Understanding leadership has been the source of much research and theorizing. Sociologists such as Max Weber have been in the forefront of such work. It has been suggested that there are several kinds of leadership, with different qualities such as charisma, entrepreneurial spirit, and the ability to communicate and work well together with others. Understanding how to lead also involves understanding the role and needs of the followers. Thus, a leader who can motivate their followers to a common goal, that benefits all, encourage them to work together cooperatively, and take care of their needs is one who is most likely to be successful in the long run.

Scope of leadership

Leadership can refer to simply governing oneself, or to government of the whole earth. In between, there are leaders who operate primarily within:

Intertwined with such categories, and overlapping them, one finds (for example) religious leaders (potentially with their own internal hierarchies), work-place leaders (executives, officers, senior/upper managers, middle managers, staff-managers, line-managers, team-leaders, supervisors), and leaders of voluntary associations.

Some anthropologists have envisaged a widespread (but by no means universal) pattern of progression in the organization of society in ever-larger groups, with the needs and practices of leadership changing accordingly.
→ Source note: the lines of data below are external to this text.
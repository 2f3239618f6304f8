// Copyright 2024. The Tari Project
//
// Redistribution and use in source and binary forms, with or without modification, are permitted provided that the
// following conditions are met:
//
// 1. Redistributions of source code must retain the above copyright notice, this list of conditions and the following
// disclaimer.
//
// 2. Redistributions in binary form must reproduce the above copyright notice, this list of conditions and the
// following disclaimer in the documentation and/or other materials provided with the distribution.
//
// 3. Neither the name of the copyright holder nor the names of its contributors may be used to endorse or promote
// products derived from this software without specific prior written permission.
//
// THIS SOFTWARE IS PROVIDED BY THE COPYRIGHT HOLDERS AND CONTRIBUTORS "AS IS" AND ANY EXPRESS OR IMPLIED WARRANTIES,
// INCLUDING, BUT NOT LIMITED TO, THE IMPLIED WARRANTIES OF MERCHANTABILITY AND FITNESS FOR A PARTICULAR PURPOSE ARE
// DISCLAIMED. IN NO EVENT SHALL THE COPYRIGHT HOLDER OR CONTRIBUTORS BE LIABLE FOR ANY DIRECT, INDIRECT, INCIDENTAL,
// SPECIAL, EXEMPLARY, OR CONSEQUENTIAL DAMAGES (INCLUDING, BUT NOT LIMITED TO, PROCUREMENT OF SUBSTITUTE GOODS OR
// SERVICES; LOSS OF USE, DATA, OR PROFITS; OR BUSINESS INTERRUPTION) HOWEVER CAUSED AND ON ANY THEORY OF LIABILITY,
// WHETHER IN CONTRACT, STRICT LIABILITY, OR TORT (INCLUDING NEGLIGENCE OR OTHERWISE) ARISING IN ANY WAY OUT OF THE
// USE OF THIS SOFTWARE, EVEN IF ADVISED OF THE POSSIBILITY OF SUCH DAMAGE.

use std::fmt::{Display, Error, Formatter};

use crate::{chain_storage::Utxo, transactions::transaction_components::OutPoint};

/// A batch of writes that a [UtxoSet](crate::chain_storage::UtxoSet) backend applies atomically
#[derive(Debug, Default)]
pub struct DbTransaction {
    pub operations: Vec<WriteOperation>,
}

impl Display for DbTransaction {
    fn fmt(&self, fmt: &mut Formatter<'_>) -> Result<(), Error> {
        fmt.write_str("Db transaction: \n")?;
        for write_op in &self.operations {
            fmt.write_str(&format!("{}\n", write_op))?;
        }
        Ok(())
    }
}

impl DbTransaction {
    pub fn new() -> Self {
        DbTransaction::default()
    }

    /// Adds a UTXO to the set. The write fails with `DuplicateUtxo` if the outpoint already exists.
    pub fn insert_utxo(&mut self, utxo: Utxo) -> &mut Self {
        self.operations.push(WriteOperation::InsertUtxo(Box::new(utxo)));
        self
    }

    /// Removes a UTXO from the set. The write fails with `UnspendableInput` if it is not in the set.
    pub fn spend_utxo(&mut self, outpoint: OutPoint) -> &mut Self {
        self.operations.push(WriteOperation::SpendUtxo(outpoint));
        self
    }

    pub fn set_tip_height(&mut self, height: u64) -> &mut Self {
        self.operations.push(WriteOperation::SetTipHeight(height));
        self
    }

    pub fn is_empty(&self) -> bool {
        self.operations.is_empty()
    }
}

#[derive(Debug)]
pub enum WriteOperation {
    InsertUtxo(Box<Utxo>),
    SpendUtxo(OutPoint),
    SetTipHeight(u64),
}

impl Display for WriteOperation {
    fn fmt(&self, f: &mut Formatter<'_>) -> Result<(), Error> {
        match self {
            WriteOperation::InsertUtxo(utxo) => write!(f, "Insert UTXO {}", utxo.outpoint),
            WriteOperation::SpendUtxo(outpoint) => write!(f, "Spend UTXO {}", outpoint),
            WriteOperation::SetTipHeight(height) => write!(f, "Set tip height to {}", height),
        }
    }
}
Thus, simple dispute resolution may become legalistic dispensation of justice before developing into proactive legislative activity. Some leadership careers parallel this sort of progression: Today's school-board chairperson may become tomorrow's city councilor, then take in (say) a mayordom before graduating to nation-wide politics. This can be compared to the cursus honorum in ancient Rome.


Leadership by an individual

Robert House and Philip Podsakoff have attempted to summarize the behaviors and approaches of "outstanding leaders."[1] The leadership "styles" they articulated include:

  1. Vision. Outstanding leaders articulate an ideological vision congruent with the deeply-held values of followers, a vision that describes a better future to which the followers have an alleged moral right.
  2. Passion and self-sacrifice. Leaders display a passion for, and have a strong conviction of, what they regard as the moral correctness of their vision. They engage in outstanding or extraordinary behavior and make extraordinary self-sacrifices in the interest of their vision and mission.
  3. Confidence, determination, and persistence. Outstanding leaders display a high degree of faith in themselves and in the attainment of the vision they articulate. Theoretically, such leaders need to have a very high degree of self-confidence and moral conviction because their mission usually challenges the status quo and, therefore, may offend those who have a stake in preserving the established order.
  4. Image-building. House and Podsakoff regard outstanding leaders as self-conscious about their own image. They recognize the desirability of followers perceiving them as competent, credible, and trustworthy.
  5. Role-modeling. Leader image-building sets the stage for effective role-modeling because followers identify with the values of role models whom they perceived in positive terms.
  6. External representation. Outstanding leaders act as spokespersons for their respective organizations and symbolically represent those organizations to external constituencies.
  7. Expectations of and confidence in followers. Outstanding leaders communicate expectations of high performance from their followers and strong confidence in their followers’ ability to meet such expectations.
  8. Selective motive-arousal. Outstanding leaders selectively arouse those motives of followers that the outstanding leaders see as of special relevance to the successful accomplishment of the vision and mission.
  9. Frame alignment. To persuade followers to accept and implement change, outstanding leaders engage in "frame alignment." This refers to the linkage of individual and leader interpretive orientations such that some set of followers’ interests, values, and beliefs, as well as the leader’s activities, goals, and ideology, becomes congruent and complementary.
  10. Inspirational communication. Outstanding leaders often, but not always, communicate their message in an inspirational manner using vivid stories, slogans, symbols, and ceremonies.

Leadership by a group

In contrast to individual leadership, some organizations have adopted group leadership. In this situation, more than one person provides direction to the group as a whole. Some organizations have taken this approach in hopes of increasing creativity, reducing costs, or downsizing. Others may see the traditional leadership of a boss as costing too much in team performance. In some situations, the maintenance of the boss becomes too expensive—either by draining the resources of the group as a whole, or by impeding the creativity within the team, even unintentionally.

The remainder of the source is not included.